### [SUPPLIED ENTRIES]
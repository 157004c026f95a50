//! Print the next token for a topic, fetching a batch from the issuer when needed

use anyhow::{Context, Result};
use clap::Parser;
use mqttmtd::aead::AeadType;
use mqttmtd::auth::AccessType;
use mqttmtd_client::{ClientConfig, FetchRequest, TlsIssuerClient, TokenStore};
use std::path::PathBuf;
use std::sync::Arc;
use std::time::Duration;
use tracing_subscriber::{layer::SubscriberExt, util::SubscriberInitExt, EnvFilter};

#[derive(Parser)]
#[command(name = "mtd-token")]
#[command(about = "Fetch the next MQTT-MTD token for a topic")]
#[command(version)]
struct Args {
    /// Topic the token stands in for
    #[arg(short, long)]
    topic: String,

    /// Direction: PUB or SUB
    #[arg(short, long, value_parser = parse_access)]
    access: AccessType,

    /// Tokens per batch (multiple of 16, up to 496)
    #[arg(short = 'n', long, default_value_t = 16)]
    batch: u16,

    /// Payload AEAD: none, aes-128-gcm, aes-256-gcm or chacha20-poly1305
    #[arg(long, default_value = "none", value_parser = parse_aead)]
    aead: AeadType,

    /// Print base64url instead of upper-case hex
    #[arg(long)]
    b64: bool,

    /// Print only the token
    #[arg(long)]
    token_only: bool,

    /// Issuer address
    #[arg(long, env = "MQTTMTD_ISSUER", default_value = "server.local:18883")]
    issuer: String,

    /// Name on the issuer certificate
    #[arg(long, env = "MQTTMTD_SERVER_NAME", default_value = "server.local")]
    server_name: String,

    /// CA certificate (PEM)
    #[arg(long, env = "MQTTMTD_CA_CERT", default_value = "/mqttmtd/certs/ca/ca.crt")]
    ca: PathBuf,

    /// Client certificate (PEM)
    #[arg(long, env = "MQTTMTD_CLIENT_CERT", default_value = "/mqttmtd/certs/client/client.crt")]
    cert: PathBuf,

    /// Client private key (PEM)
    #[arg(long, env = "MQTTMTD_CLIENT_KEY", default_value = "/mqttmtd/certs/client/client.key")]
    key: PathBuf,

    /// Token record directory
    #[arg(long, env = "MQTTMTD_TOKENS_DIR", default_value = "/mqttmtd/tokens")]
    tokens_dir: PathBuf,

    /// Socket timeout in milliseconds (0 = none)
    #[arg(long, env = "MQTTMTD_TIMEOUT_MS", default_value_t = 5000)]
    timeout_ms: u64,

    /// Log level
    #[arg(long, env = "RUST_LOG", default_value = "warn")]
    log_level: String,
}

fn parse_access(s: &str) -> Result<AccessType, String> {
    AccessType::parse(s).ok_or_else(|| format!("Invalid access type: {}. Must be PUB or SUB", s))
}

fn parse_aead(s: &str) -> Result<AeadType, String> {
    AeadType::parse(s).ok_or_else(|| format!("Unknown AEAD type: {}", s))
}

#[tokio::main]
async fn main() -> Result<()> {
    // Load .env file if present
    dotenvy::dotenv().ok();

    let args = Args::parse();

    tracing_subscriber::registry()
        .with(EnvFilter::try_from_default_env().unwrap_or_else(|_| EnvFilter::new(&args.log_level)))
        .with(tracing_subscriber::fmt::layer().with_writer(std::io::stderr))
        .init();

    let config = ClientConfig::new(args.issuer)
        .server_name(args.server_name)
        .certs(args.ca, args.cert, args.key)
        .tokens_dir(args.tokens_dir)
        .timeout(Duration::from_millis(args.timeout_ms));

    let issuer = Arc::new(TlsIssuerClient::new(&config).context("Failed to set up issuer client")?);
    let store = TokenStore::new(&config.tokens_dir, issuer)?;
    let request = FetchRequest::new(args.access, args.batch).aead(args.aead);
    let issued = store
        .fetch(&args.topic, &request)
        .await
        .with_context(|| format!("Failed to get a token for {}", args.topic))?;

    let token = if args.b64 {
        issued.token.to_base64()
    } else {
        hex::encode_upper(issued.token.to_bytes())
    };

    if args.token_only {
        println!("{}", token);
        return Ok(());
    }

    println!("Token: {}", token);
    if let Some(key) = issued.key {
        println!("Index: {}", key.index);
        println!("Key ({}): {}", key.key.kind, hex::encode_upper(key.key.as_bytes()));
    }
    Ok(())
}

### [YOUR ASSIGNMENT]
Filter the records above for lines with "batch".

### [EXPECTED ANSWER]
//! Print the next token for a topic, fetching a batch from the issuer when needed
    /// Tokens per batch (multiple of 16, up to 496)
    batch: u16,
    let request = FetchRequest::new(args.access, args.batch).aead(args.aead);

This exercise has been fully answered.